«Malos tiempos para la lírica» – Bertold Brecht

MALOS TIEMPOS PARA LA LÍRICA

Ya sé que sólo agrada
quien es feliz. Su voz
se escucha con gusto. Es hermoso su rostro.

El árbol deforme del patio
denuncia el terreno malo, pero
la gente que pasa le llama deforme
con razón.

Las barcas verdes y las velas alegres de Sund
no las veo. De todas las cosas,
sólo veo la gigantesca red del pescador.

¿Por qué sólo hablo
de que la campesina de cuarenta años anda encorvada?
Los pechos de las muchachas
son cálidos como antes.

En mi canción, una rima
parecería casi una insolencia.

En mí combaten
el entusiasmo por el manzano en flor
y el horror por los discursos del pintor de brocha gorda.
Pero sólo esto último
me impulsa a escribir.

ESTO ME ENSEÑARON (del “Libro de lectura para los habitantes de las ciudades”)
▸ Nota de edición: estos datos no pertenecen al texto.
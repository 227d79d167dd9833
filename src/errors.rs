//! 统一错误处理模块
//!
//! 使用宏自动生成错误类型，支持错误代码、类型名称以及 HTTP 状态映射。

use std::fmt;

use actix_web::{HttpResponse, ResponseError, http::StatusCode};

use crate::models::{ApiResponse, ErrorCode};

/// 定义错误类型的宏
///
/// 自动生成：
/// - enum 定义
/// - code() 方法 - 返回错误代码
/// - error_type() 方法 - 返回错误类型名称
/// - message() 方法 - 返回错误详情
/// - status() 方法 - 返回对应的 HTTP 状态码
/// - api_code() 方法 - 返回 API 响应中的业务错误码
/// - 便捷构造函数
macro_rules! define_docvault_errors {
    ($(
        $variant:ident($code:literal, $type_name:literal, $status:ident, $api_code:ident)
    ),* $(,)?) => {
        #[derive(Debug, Clone)]
        pub enum DocVaultError {
            $($variant(String),)*
        }

        impl DocVaultError {
            /// 获取错误代码
            pub fn code(&self) -> &'static str {
                match self {
                    $(DocVaultError::$variant(_) => $code,)*
                }
            }

            /// 获取错误类型名称
            pub fn error_type(&self) -> &'static str {
                match self {
                    $(DocVaultError::$variant(_) => $type_name,)*
                }
            }

            /// 获取错误详情
            pub fn message(&self) -> &str {
                match self {
                    $(DocVaultError::$variant(msg) => msg,)*
                }
            }

            /// HTTP 状态码
            pub fn status(&self) -> StatusCode {
                match self {
                    $(DocVaultError::$variant(_) => StatusCode::$status,)*
                }
            }

            /// API 业务错误码
            pub fn api_code(&self) -> ErrorCode {
                match self {
                    $(DocVaultError::$variant(_) => ErrorCode::$api_code,)*
                }
            }
        }

        // 生成便捷构造函数
        paste::paste! {
            impl DocVaultError {
                $(
                    pub fn [<$variant:snake>]<T: Into<String>>(msg: T) -> Self {
                        DocVaultError::$variant(msg.into())
                    }
                )*
            }
        }
    };
}

define_docvault_errors! {
    DatabaseConfig("E001", "Database Configuration Error", INTERNAL_SERVER_ERROR, InternalServerError),
    DatabaseConnection("E002", "Database Connection Error", SERVICE_UNAVAILABLE, DatabaseUnavailable),
    DatabaseOperation("E003", "Database Operation Error", INTERNAL_SERVER_ERROR, DatabaseOperationFailed),
    FileOperation("E004", "File Operation Error", INTERNAL_SERVER_ERROR, FileStorageFailed),
    Validation("E005", "Validation Error", BAD_REQUEST, ValidationFailed),
    Conflict("E006", "Conflict Error", BAD_REQUEST, UserAlreadyExists),
    FileTooLarge("E007", "File Too Large", BAD_REQUEST, FileSizeExceeded),
    UnsupportedFileType("E008", "Unsupported File Type", BAD_REQUEST, FileTypeNotAllowed),
    NoFileUploaded("E009", "No File Uploaded", BAD_REQUEST, FileNotFound),
    UploadInterrupted("E010", "Upload Error", BAD_REQUEST, FileUploadFailed),
}

impl DocVaultError {
    /// 格式化为简洁输出
    pub fn format_simple(&self) -> String {
        format!("{}: {}", self.error_type(), self.message())
    }

    /// 是否属于客户端可修正的错误
    pub fn is_client_error(&self) -> bool {
        self.status().is_client_error()
    }
}

impl fmt::Display for DocVaultError {
    fn fmt(&self, f: &mut fmt::Formatter<'_>) -> fmt::Result {
        write!(f, "{}", self.format_simple())
    }
}

impl std::error::Error for DocVaultError {}

// 请求边界：错误类型到 HTTP 响应的唯一映射点
impl ResponseError for DocVaultError {
    fn status_code(&self) -> StatusCode {
        self.status()
    }

    fn error_response(&self) -> HttpResponse {
        if !self.is_client_error() {
            tracing::error!("{}", self.format_simple());
        }
        HttpResponse::build(self.status())
            .json(ApiResponse::error_empty(self.api_code(), self.message()))
    }
}

// 为常见的错误类型实现 From trait
impl From<sea_orm::DbErr> for DocVaultError {
    fn from(err: sea_orm::DbErr) -> Self {
        match err.sql_err() {
            Some(sea_orm::SqlErr::UniqueConstraintViolation(detail)) => {
                DocVaultError::Conflict(detail)
            }
            _ => match err {
                sea_orm::DbErr::Conn(e) => DocVaultError::DatabaseConnection(e.to_string()),
                other => DocVaultError::DatabaseOperation(other.to_string()),
            },
        }
    }
}

impl From<std::io::Error> for DocVaultError {
    fn from(err: std::io::Error) -> Self {
        DocVaultError::FileOperation(err.to_string())
    }
}

pub type Result<T> = std::result::Result<T, DocVaultError>;

#[cfg(test)]
mod tests {
    use super::*;

    #[test]
    fn test_error_codes() {
        assert_eq!(DocVaultError::database_config("test").code(), "E001");
        assert_eq!(DocVaultError::validation("test").code(), "E005");
        assert_eq!(DocVaultError::conflict("test").code(), "E006");
        assert_eq!(DocVaultError::upload_interrupted("test").code(), "E010");
    }

    #[test]
    fn test_error_types() {
        assert_eq!(
            DocVaultError::file_too_large("test").error_type(),
            "File Too Large"
        );
        assert_eq!(
            DocVaultError::validation("test").error_type(),
            "Validation Error"
        );
    }

    #[test]
    fn test_error_message() {
        let err = DocVaultError::unsupported_file_type("Only PDF files are allowed");
        assert_eq!(err.message(), "Only PDF files are allowed");
    }

    #[test]
    fn test_status_mapping() {
        assert_eq!(
            DocVaultError::file_too_large("x").status(),
            StatusCode::BAD_REQUEST
        );
        assert_eq!(
            DocVaultError::no_file_uploaded("x").status(),
            StatusCode::BAD_REQUEST
        );
        assert_eq!(DocVaultError::conflict("x").status(), StatusCode::BAD_REQUEST);
        assert_eq!(
            DocVaultError::file_operation("disk full").status(),
            StatusCode::INTERNAL_SERVER_ERROR
        );
        assert_eq!(
            DocVaultError::database_connection("down").status(),
            StatusCode::SERVICE_UNAVAILABLE
        );
        assert!(DocVaultError::validation("x").is_client_error());
        assert!(!DocVaultError::database_operation("x").is_client_error());
    }

    #[test]
    fn test_io_error_is_storage_error() {
        let io = std::io::Error::new(std::io::ErrorKind::PermissionDenied, "denied");
        let err: DocVaultError = io.into();
        assert_eq!(err.code(), "E004");
        assert!(err.message().contains("denied"));
    }

    #[test]
    fn test_format_simple() {
        let err = DocVaultError::validation("Name is required");
        let formatted = err.format_simple();
        assert!(formatted.contains("Validation Error"));
        assert!(formatted.contains("Name is required"));
    }
}
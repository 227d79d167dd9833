pub use sea_orm_migration::prelude::*;

mod m20250301_000001_create_tables;

pub struct Migrator;

#[async_trait::async_trait]
impl MigratorTrait for Migrator {
    fn migrations() -> Vec<Box<dyn MigrationTrait>> {
        vec![Box::new(m20250301_000001_create_tables::Migration)]
    }
}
Sepárate de tus compañeros de estación.
Vete de mañana a la ciudad con la chaqueta abrochada,
búscate un alojamiento, y cuando llame a él tu compañero
no le abras.¡Oh, no le abras la puerta!
Al contrario,
borra todas las huellas.

Si encuentras a tus padres en la ciudad de Hamburgo, o donde sea,
pasa a su lado como un extraño, dobla la esquina, no los reconozcas.
Baja el ala del sombrero que te regalaron.
No muestres tu cara ¡Oh, no muestres tu cara!
Al contrario,
borra todas las huellas.

Come toda la carne que puedas. No ahorres.
Entra en todas las casas, cuando llueva, siéntate en cualquier silla,
pero no te quedes sentado. Y no te olvides el sombrero.
Hazme caso:
borra todas las huellas.

Lo que digas, no lo digas dos veces.
Si otro dice tu pensamiento, niégalo.
Quien no dio su firma, quien no dejó foto alguna,
quien no estuvo presente, quien no dijo nada,
¿cómo puede ser cogido?
Borra todas las huellas.

Cuando creas que vas a morir, cuídate
de que no te pongan losa sepulcral que traicione donde estás,
con su escritura clara, que te denuncia,
con el año de tu muerte, que te entrega.
Otra vez lo digo:
borra todas las huellas

(Esto me enseñaron)

 COPLAS DE “MACKIE CUCHILLO” (de “La ópera de cuatro cuartos”)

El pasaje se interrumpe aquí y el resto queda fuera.